«I viaggi durano solo pochi minuti Il rischio di danni all’udito è minimo»

L’otorino: «Le cuffie protettive sono obbligatorie solo per chi rimane esposto 6-7 ore al giorno»

Marco Guidi

Legambiente lancia l’allarme. Le orecchie di migliaia di utenti delle linee metropolitane milanesi sono sottoposte giornalmente a rumori molesti, ben al di sopra delle soglie consentite dalla legge. Su alcuni tratti della linea gialla si superano addirittura i 90 decibel. Già, ma cosa rischiano allora i milanesi che prendono abitualmente la metro? Diventeranno tutti sordi? «Non credo - fa sapere il dottor Antonio Bigoni, dal reparto di otorinolaringoiatria dell’ospedale San Giuseppe - Le variabili per giudicare la gravità dell’esposizione a un numero così elevato di decibel sono tante. Innanzitutto dipende dal tempo in cui si è soggetti al forte rumore. In certi luoghi di lavoro è d’obbligo l’uso delle cuffie, ma l’esposizione dura sei, sette ore al giorno. In questo caso, invece, la maggior parte dei viaggi dura pochi minuti».
Tutto a posto allora per chi compie viaggi corti o con una frequenza limitata.
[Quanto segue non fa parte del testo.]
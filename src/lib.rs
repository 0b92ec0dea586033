// RGB Engine: deterministic validation of client-side-validated asset
// contracts.
//
// SPDX-License-Identifier: Apache-2.0
//
// Written in 2019-2025 by
//     Dr Maxim Orlovsky <orlovsky@lnp-bp.org>
//
// Copyright (C) 2019-2025 LNP/BP Standards Association. All rights reserved.
// Copyright (C) 2019-2025 Dr Maxim Orlovsky. All rights reserved.
//
// Licensed under the Apache License, Version 2.0 (the "License");
// you may not use this file except in compliance with the License.
// You may obtain a copy of the License at
//
//     http://www.apache.org/licenses/LICENSE-2.0
//
// Unless required by applicable law or agreed to in writing, software
// distributed under the License is distributed on an "AS IS" BASIS,
// WITHOUT WARRANTIES OR CONDITIONS OF ANY KIND, either express or implied.
// See the License for the specific language governing permissions and
// limitations under the License.

//! Validation engine for client-side-validated asset contracts.
//!
//! The engine takes pre-parsed contract schemata (interface shapes like RGB20
//! fungible or RGB21 non-fungible assets) and a feed of decoded operations,
//! verifies each operation against the schema structural rules and arithmetic
//! predicates, tracks owned right tokens through the operation graph under a
//! single-spend invariant, and answers aggregate queries (total issued, total
//! burned, circulating) which are tri-state: a definite value, or `Unknown`
//! whenever the known subset of the contract history cannot prove the total.
//!
//! Schema source parsing, commitment anchoring, wire encodings and the
//! low-level VM bytecode substrate are external collaborators and are not part
//! of this crate.

#![allow(unused_braces)] // Rust compiler can't properly parse derivation macros
#![deny(
    non_upper_case_globals,
    non_camel_case_types,
    non_snake_case,
    unused_mut,
    unused_imports,
    dead_code
)]
#![cfg_attr(docsrs, feature(doc_auto_cfg))]

#[macro_use]
extern crate amplify;

#[cfg(feature = "serde")]
#[macro_use]
extern crate serde;

#[macro_export]
macro_rules! impl_serde_baid64 {
    ($ty:ty) => {
        #[cfg(feature = "serde")]
        const _: () = {
            use std::str::FromStr;

            use amplify::ByteArray;
            use serde::de::Error;
            use serde::{Deserialize, Deserializer, Serialize, Serializer};

            impl Serialize for $ty {
                fn serialize<S>(&self, serializer: S) -> Result<S::Ok, S::Error>
                where S: Serializer {
                    if serializer.is_human_readable() {
                        self.to_string().serialize(serializer)
                    } else {
                        self.to_byte_array().serialize(serializer)
                    }
                }
            }

            impl<'de> Deserialize<'de> for $ty {
                fn deserialize<D>(deserializer: D) -> Result<Self, D::Error>
                where D: Deserializer<'de> {
                    if deserializer.is_human_readable() {
                        let s = String::deserialize(deserializer)?;
                        Self::from_str(&s).map_err(D::Error::custom)
                    } else {
                        let bytes = <[u8; 32]>::deserialize(deserializer)?;
                        Ok(Self::from_byte_array(bytes))
                    }
                }
            }
        };
    };
}

mod contract;
pub mod schema;
pub mod validation;
pub mod vm;
mod registry;
mod state;
mod graph;
mod aggregate;
pub mod ifaces;

pub mod prelude {
    pub use aggregate::*;
    pub use contract::*;
    pub use graph::*;
    pub use registry::*;
    pub use schema::*;
    pub use state::*;

    use super::*;
    pub use super::{ifaces, schema, validation, vm};
}

pub use prelude::*;
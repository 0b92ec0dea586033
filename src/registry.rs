// RGB Engine: deterministic validation of client-side-validated asset
// contracts.
//
// SPDX-License-Identifier: Apache-2.0
//
// Written in 2019-2025 by
//     Dr Maxim Orlovsky <orlovsky@lnp-bp.org>
//
// Copyright (C) 2019-2025 LNP/BP Standards Association. All rights reserved.
// Copyright (C) 2019-2025 Dr Maxim Orlovsky. All rights reserved.
//
// Licensed under the Apache License, Version 2.0 (the "License");
// you may not use this file except in compliance with the License.
// You may obtain a copy of the License at
//
//     http://www.apache.org/licenses/LICENSE-2.0
//
// Unless required by applicable law or agreed to in writing, software
// distributed under the License is distributed on an "AS IS" BASIS,
// WITHOUT WARRANTIES OR CONDITIONS OF ANY KIND, either express or implied.
// See the License for the specific language governing permissions and
// limitations under the License.

//! In-memory registry of known contract schemata.

use std::collections::BTreeMap;

use crate::schema::{Schema, SchemaId, SchemaInconsistency};

/// Errors of schema registration.
#[derive(Clone, PartialEq, Eq, Debug, Display, Error)]
#[display(doc_comments)]
#[cfg_attr(
    feature = "serde",
    derive(Serialize, Deserialize),
    serde(rename_all = "camelCase")
)]
pub enum RegistryError {
    /// schema {0} is internally inconsistent: {1:?}.
    Inconsistent(SchemaId, Vec<SchemaInconsistency>),
}

/// schema {0} is not known to the registry.
#[derive(Copy, Clone, PartialEq, Eq, Hash, Debug, Display, Error)]
#[display(doc_comments)]
#[cfg_attr(
    feature = "serde",
    derive(Serialize, Deserialize),
    serde(rename_all = "camelCase")
)]
pub struct UnknownSchema(pub SchemaId);

/// Registry keeping all schemata a validation engine may validate contracts
/// against.
///
/// Schemata are content-addressed: the id commits to every declaration, so a
/// re-registration of equal content is a no-op and two different schemata can
/// never share an id.
#[derive(Clone, Default, Debug)]
#[cfg_attr(
    feature = "serde",
    derive(Serialize, Deserialize),
    serde(rename_all = "camelCase")
)]
pub struct SchemaRegistry {
    schemata: BTreeMap<SchemaId, Schema>,
}

impl SchemaRegistry {
    pub fn new() -> Self { SchemaRegistry::default() }

    /// Verifies the schema and adds it to the registry, returning its id.
    /// Registering an already known schema is idempotent.
    pub fn register(&mut self, schema: Schema) -> Result<SchemaId, RegistryError> {
        let schema_id = schema.schema_id();
        if self.schemata.contains_key(&schema_id) {
            return Ok(schema_id);
        }
        let report = schema.verify();
        if !report.is_empty() {
            return Err(RegistryError::Inconsistent(schema_id, report));
        }
        self.schemata.insert(schema_id, schema);
        Ok(schema_id)
    }

    pub fn lookup(&self, schema_id: SchemaId) -> Result<&Schema, UnknownSchema> {
        self.schemata.get(&schema_id).ok_or(UnknownSchema(schema_id))
    }

    pub fn is_known(&self, schema_id: SchemaId) -> bool {
        self.schemata.contains_key(&schema_id)
    }

    pub fn schema_ids(&self) -> impl Iterator<Item = SchemaId> + '_ {
        self.schemata.keys().copied()
    }
}

#[cfg(test)]
mod test {
    use super::*;
    use crate::ifaces;

    #[test]
    fn registration_is_idempotent() {
        let mut registry = SchemaRegistry::new();
        let schema = ifaces::rgb20::non_inflatable();
        let id1 = registry.register(schema.clone()).unwrap();
        let id2 = registry.register(schema).unwrap();
        assert_eq!(id1, id2);
        assert_eq!(registry.schema_ids().count(), 1);
    }

    #[test]
    fn inconsistent_schema_rejected() {
        use crate::schema::{GlobalStateType, Occurrences};

        let mut schema = ifaces::rgb20::non_inflatable();
        schema.genesis = schema
            .genesis
            .global(GlobalStateType::with(0xFF), Occurrences::Once);
        let mut registry = SchemaRegistry::new();
        assert!(matches!(
            registry.register(schema),
            Err(RegistryError::Inconsistent(_, _))
        ));
    }
}
// RGB Engine: deterministic validation of client-side-validated asset
// contracts.
//
// SPDX-License-Identifier: Apache-2.0
//
// Written in 2019-2025 by
//     Dr Maxim Orlovsky <orlovsky@lnp-bp.org>
//
// Copyright (C) 2019-2025 LNP/BP Standards Association. All rights reserved.
// Copyright (C) 2019-2025 Dr Maxim Orlovsky. All rights reserved.
//
// Licensed under the Apache License, Version 2.0 (the "License");
// you may not use this file except in compliance with the License.
// You may obtain a copy of the License at
//
//     http://www.apache.org/licenses/LICENSE-2.0
//
// Unless required by applicable law or agreed to in writing, software
// distributed under the License is distributed on an "AS IS" BASIS,
// WITHOUT WARRANTIES OR CONDITIONS OF ANY KIND, either express or implied.
// See the License for the specific language governing permissions and
// limitations under the License.

//! Aggregate projections over partially known contract state.
//!
//! A client-side-validated history is in general incomplete: a party only
//! holds the operations reachable from its own state. Aggregates therefore
//! distinguish values the known subset proves from values it cannot.

use std::fmt::{self, Display, Formatter};

use crate::contract::Amount;
use crate::schema::Aggregator;
use crate::state::ContractState;

/// A value which the known part of a contract history may or may not be able
/// to prove.
#[derive(Copy, Clone, PartialEq, Eq, PartialOrd, Ord, Hash, Debug)]
#[cfg_attr(
    feature = "serde",
    derive(Serialize, Deserialize),
    serde(rename_all = "camelCase")
)]
pub enum MaybeKnown<T> {
    Known(T),
    /// The known history is insufficient: some operation which could change
    /// the value may exist outside of it.
    Unknown,
}

impl<T> MaybeKnown<T> {
    pub fn known(self) -> Option<T> {
        match self {
            MaybeKnown::Known(val) => Some(val),
            MaybeKnown::Unknown => None,
        }
    }

    pub fn is_known(&self) -> bool { matches!(self, MaybeKnown::Known(_)) }

    pub fn map<U>(self, f: impl FnOnce(T) -> U) -> MaybeKnown<U> {
        match self {
            MaybeKnown::Known(val) => MaybeKnown::Known(f(val)),
            MaybeKnown::Unknown => MaybeKnown::Unknown,
        }
    }

    /// Combines two values; the result is known only when both are.
    pub fn zip_with<U, R>(
        self,
        other: MaybeKnown<U>,
        f: impl FnOnce(T, U) -> R,
    ) -> MaybeKnown<R> {
        match (self, other) {
            (MaybeKnown::Known(lhs), MaybeKnown::Known(rhs)) => MaybeKnown::Known(f(lhs, rhs)),
            _ => MaybeKnown::Unknown,
        }
    }
}

impl<T: Display> Display for MaybeKnown<T> {
    fn fmt(&self, f: &mut Formatter<'_>) -> fmt::Result {
        match self {
            MaybeKnown::Known(val) => Display::fmt(val, f),
            MaybeKnown::Unknown => f.write_str("unknown"),
        }
    }
}

impl<T> From<T> for MaybeKnown<T> {
    fn from(val: T) -> Self { MaybeKnown::Known(val) }
}

/// arithmetic overflow while computing an aggregate over the contract state.
#[derive(Copy, Clone, PartialEq, Eq, Hash, Debug, Display, Error)]
#[display(doc_comments)]
#[cfg_attr(
    feature = "serde",
    derive(Serialize, Deserialize),
    serde(rename_all = "camelCase")
)]
pub struct AggregateOverflow;

/// Computes an aggregate over the known contract state.
///
/// `SumV` sums are always definite over the known history. `Total` is
/// definite only once every output of the guard owned type is spent: while an
/// issuer still holds e.g. an unspent inflation right, further issues may
/// exist which the local history does not include. `Diff` propagates
/// unknownness from either operand and saturates at zero, since the unseen
/// part of a history can only enlarge the minuend.
pub fn compute(
    aggregator: &Aggregator,
    state: &ContractState,
) -> Result<MaybeKnown<Amount>, AggregateOverflow> {
    match aggregator {
        Aggregator::SumV(global) => {
            let sum = state.global_sum(*global).ok_or(AggregateOverflow)?;
            Ok(MaybeKnown::Known(Amount::with(sum)))
        }
        Aggregator::Total(global, guard) => {
            if !state.is_fully_spent(*guard) {
                return Ok(MaybeKnown::Unknown);
            }
            let sum = state.global_sum(*global).ok_or(AggregateOverflow)?;
            Ok(MaybeKnown::Known(Amount::with(sum)))
        }
        Aggregator::Diff(minuend, subtrahend) => {
            let minuend = compute(minuend, state)?;
            let subtrahend = compute(subtrahend, state)?;
            Ok(minuend.zip_with(subtrahend, Amount::saturating_sub))
        }
    }
}
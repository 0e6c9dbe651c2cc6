//! Error types for the editor

use crate::operations::{ChangesetId, OperationId, OperationState};
use sitecraft_document::DocumentError;
use sitecraft_plans::{Denial, GateError};
use sitecraft_schema::{ProjectId, SchemaError};
use thiserror::Error;

#[derive(Error, Debug, Clone, PartialEq)]
pub enum EditorError {
    #[error("Schema error: {0}")]
    Schema(#[from] SchemaError),

    #[error("Document error: {0}")]
    Document(#[from] DocumentError),

    #[error("Plan check failed: {0}")]
    Gate(#[from] GateError),

    #[error("Not allowed by plan: {0}")]
    PlanDenied(Denial),

    #[error("Operation {operation} cannot go from {from} to {to}")]
    InvalidTransition {
        operation: OperationId,
        from: OperationState,
        to: OperationState,
    },

    #[error("Unknown operation: {0}")]
    UnknownOperation(OperationId),

    #[error("Unknown changeset: {0}")]
    UnknownChangeset(ChangesetId),

    #[error("Operation {0} was already proposed")]
    DuplicateOperation(OperationId),

    #[error("Changeset {0} was already proposed")]
    DuplicateChangeset(ChangesetId),

    #[error("Changeset targets project {found}, session edits {expected}")]
    WrongProject { expected: ProjectId, found: ProjectId },
}
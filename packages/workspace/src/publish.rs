//! Static site output: every page of a project rendered to a file.

use sitecraft_compiler_html::{render_with_options, Html, RenderOptions};
use sitecraft_document::Project;
use sitecraft_schema::ProjectId;
use std::collections::BTreeMap;
use std::path::{Path, PathBuf};

#[derive(Debug, Clone, PartialEq, Eq)]
pub struct PublishedPage {
    pub html: Html,
    /// CRC32 of the markup, for change detection on upload
    pub hash: String,
}

/// Rendered pages keyed by file name (`index.html`, `{slug}.html`)
#[derive(Debug, Clone, PartialEq, Eq)]
pub struct Site {
    pub project_id: ProjectId,
    pub pages: BTreeMap<String, PublishedPage>,
}

impl Site {
    pub fn page(&self, file_name: &str) -> Option<&PublishedPage> {
        self.pages.get(file_name)
    }

    /// Write every page below `dir`, creating it if needed
    pub fn write_to(&self, dir: &Path) -> std::io::Result<Vec<PathBuf>> {
        std::fs::create_dir_all(dir)?;

        let mut written = Vec::with_capacity(self.pages.len());
        for (file_name, page) in &self.pages {
            let path = dir.join(file_name);
            std::fs::write(&path, page.html.as_str())?;
            written.push(path);
        }

        tracing::info!(project = %self.project_id, dir = %dir.display(), pages = written.len(), "site written");
        Ok(written)
    }
}

/// Render all pages of `project`.
///
/// Settings are rendered as given; callers resolve them against the
/// owner's plan first.
pub fn build_site(project: &Project, options: &RenderOptions) -> Site {
    let pages = project
        .pages
        .iter()
        .map(|page| {
            let html = render_with_options(project, page, &project.theme, options.clone());
            let hash = html.content_hash();
            (page.file_name(), PublishedPage { html, hash })
        })
        .collect();

    Site {
        project_id: project.id.clone(),
        pages,
    }
}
Ma chi è costretto a ricorrere alla metropolitana più volte al giorno? «Il rischio per chi è sottoposto in modo cronico a rumori di elevata intensità è quello di passare da una normoacusia (udito normale) a un’ipoacusia (diminuizione dell’udito ndr) - risponde Bigoni - e di subire danni acuti simili a quelli patiti dai frequentatori delle discoteche che sparano musica ad alto volume». Danni che sarebbero comunque curabili e guaribili, dunque? «Certo, niente di irreversibile - prosegue il dottor Bigoni - e poi siamo sempre nel campo delle ipotesi».
Non solo fonte di problemi di salute, la rumorosità delle metropolitane è una vera e propria tortura per le orecchie dei passeggeri.

«Sopra i 90 decibel superiamo la soglia del fastidio. Il che significa una sensazione di disturbo percepito dall’apparato uditorio», spiega Bigoni. Una consolazione c’è, però: siamo ancora lontani dai 120 decibel, limite oltre il quale si avverte dolore.